It is a romantic MYTH that indiginous peoples did not effect or actively change their environment in ways that we would say are negative.
Take my country of origin, Australia. It is what it is today, a mostly desert country with some grass lands and some eucalypt forest, because it was made that way by human activity. It wasn't always like that. The native Australians purposely changed the environment using burning to clear the land, it took tens of thousands of years but they did do it.
And how do you know this to be true?
Scientists find all sorts of things.
They have found the layers of ash from burning.
Even tho we are all children of the last iceage, the indigenous are the only ones with direct knowledge of how to live with Nature. Moderns are killing them off.
"Cap-and-trade' has polluters buying rainforest for credits and driving off the tribes who have survived there for 10,000 years into the cities to die.
We truly are too stupid and greedy to survive!

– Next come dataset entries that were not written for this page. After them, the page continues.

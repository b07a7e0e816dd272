//! HTTP-level middleware (cross-cutting concerns).
//!
//! Responsibility:
//! - Request-Id generation + propagation (X-Request-Id)
//! - Access logging / request tracing (TraceLayer)
//! - Body size limit and per-request timeout, both taken from `Config`
//! - Converting layer errors into `AppError` JSON responses

use axum::error_handling::HandleErrorLayer;
use axum::http::StatusCode;
use axum::http::header::HeaderName;
use axum::response::{IntoResponse, Response};
use axum::{Router, middleware};
use tower::timeout::TimeoutLayer;
use tower::{BoxError, ServiceBuilder};
use tower_http::limit::RequestBodyLimitLayer;
use tower_http::request_id::{MakeRequestUuid, PropagateRequestIdLayer, SetRequestIdLayer};
use tower_http::trace::TraceLayer;

use crate::config::Config;
use crate::error::AppError;

pub const REQUEST_ID_HEADER: &str = "x-request-id";

/// Body limit and timeout. Every rejection they produce leaves as an `AppError`.
pub fn apply_limits(router: Router, config: &Config) -> Router {
    let layers = ServiceBuilder::new()
        // Service error must be `Infallible` for Router::layer.
        .layer(HandleErrorLayer::new(|err: BoxError| async move {
            handle_layer_error(err)
        }))
        .layer(TimeoutLayer::new(config.request_timeout))
        .layer(RequestBodyLimitLayer::new(config.request_body_limit_bytes));

    router
        .layer(layers)
        .layer(middleware::map_response(body_limit_as_app_error))
}

/// Request id + access log. Applied outermost so every response is tagged.
pub fn apply_request_tracing(router: Router) -> Router {
    let request_id_header = HeaderName::from_static(REQUEST_ID_HEADER);

    let layers = ServiceBuilder::new()
        .layer(SetRequestIdLayer::new(
            request_id_header.clone(),
            MakeRequestUuid,
        ))
        .layer(PropagateRequestIdLayer::new(request_id_header))
        .layer(TraceLayer::new_for_http());

    router.layer(layers)
}

// RequestBodyLimitLayer answers 413 with a plain-text body; nothing else here emits 413.
async fn body_limit_as_app_error(response: Response) -> Response {
    if response.status() == StatusCode::PAYLOAD_TOO_LARGE {
        AppError::PayloadTooLarge.into_response()
    } else {
        response
    }
}

fn handle_layer_error(err: BoxError) -> AppError {
    if err.is::<tower::timeout::error::Elapsed>() {
        AppError::RequestTimeout
    } else {
        tracing::error!(error = %err, "unhandled middleware error");
        AppError::Internal
    }
}
/*
 * Responsibility
 * - Shared context attached to the Router (AppState)
 *   - build information constants, wall-clock source
 * - Cheap to Clone (Arc / &'static str inside)
 */
use std::sync::Arc;

use crate::services::{Clock, SystemClock};

/// HTTP framework reported by the health endpoint. Tracks the `axum` requirement in Cargo.toml.
pub const FRAMEWORK_VERSION: &str = "axum 0.8";

/// Versions fixed at compile time; identical for every request in a deployment.
#[derive(Clone, Copy, Debug, PartialEq, Eq)]
pub struct BuildInfo {
    pub version: &'static str,
    pub framework_version: &'static str,
    pub runtime_version: &'static str,
}

impl BuildInfo {
    pub const fn current() -> Self {
        Self {
            version: env!("CARGO_PKG_VERSION"),
            framework_version: FRAMEWORK_VERSION,
            runtime_version: concat!("rust ", env!("CARGO_PKG_RUST_VERSION")),
        }
    }
}

impl Default for BuildInfo {
    fn default() -> Self {
        Self::current()
    }
}

#[derive(Clone)]
pub struct AppState {
    pub build: BuildInfo,
    pub clock: Arc<dyn Clock>,
}

impl AppState {
    pub fn new() -> Self {
        Self::with_clock(Arc::new(SystemClock))
    }

    pub fn with_clock(clock: Arc<dyn Clock>) -> Self {
        Self {
            build: BuildInfo::current(),
            clock,
        }
    }
}

impl Default for AppState {
    fn default() -> Self {
        Self::new()
    }
}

Ref: Black Elk Speaks---"The only things that work well are the things that work the way Nature works".
Ref: Seventh Generation priciples.
I dislike the fact that life has only existed as long as science or some written book suggests. Dirt comes from death. This planet is covered with dirt. All the planets in the universe have an assemblege of dirt. To say that life as stupid as it may sound comes only from an intellect that is still learning where it comes from yet describes in perfection that it knows everything is contempt. A secret you probably would believe if science or religion served it to you. Both in the meaning of someone that you respect their stories. Life will continue on this or someplace else in this or another universe. If you believe that there was never anything before this life then where did all the dirt come from. Reach down and touch the ground. That is reality. Dirt. All others are wannabe's Control freaks or greed mongers. Life deserves to live. Not be condemned to oppression of another species that (considers itself god). Oh yea and this god is always searching for a new way to prove itself right. Go figure. Right is right alone or in a crowd of displeased. You realize what is right. But your actions are considered/controlled by the many. So what/how/why do you chose. And are your actions verifiable to everything. Humans left nature long ago. They just ply to concieve what is was like. You see something kill something and then you do it doesn't make it natural. Just saw the ice age comment. That's all.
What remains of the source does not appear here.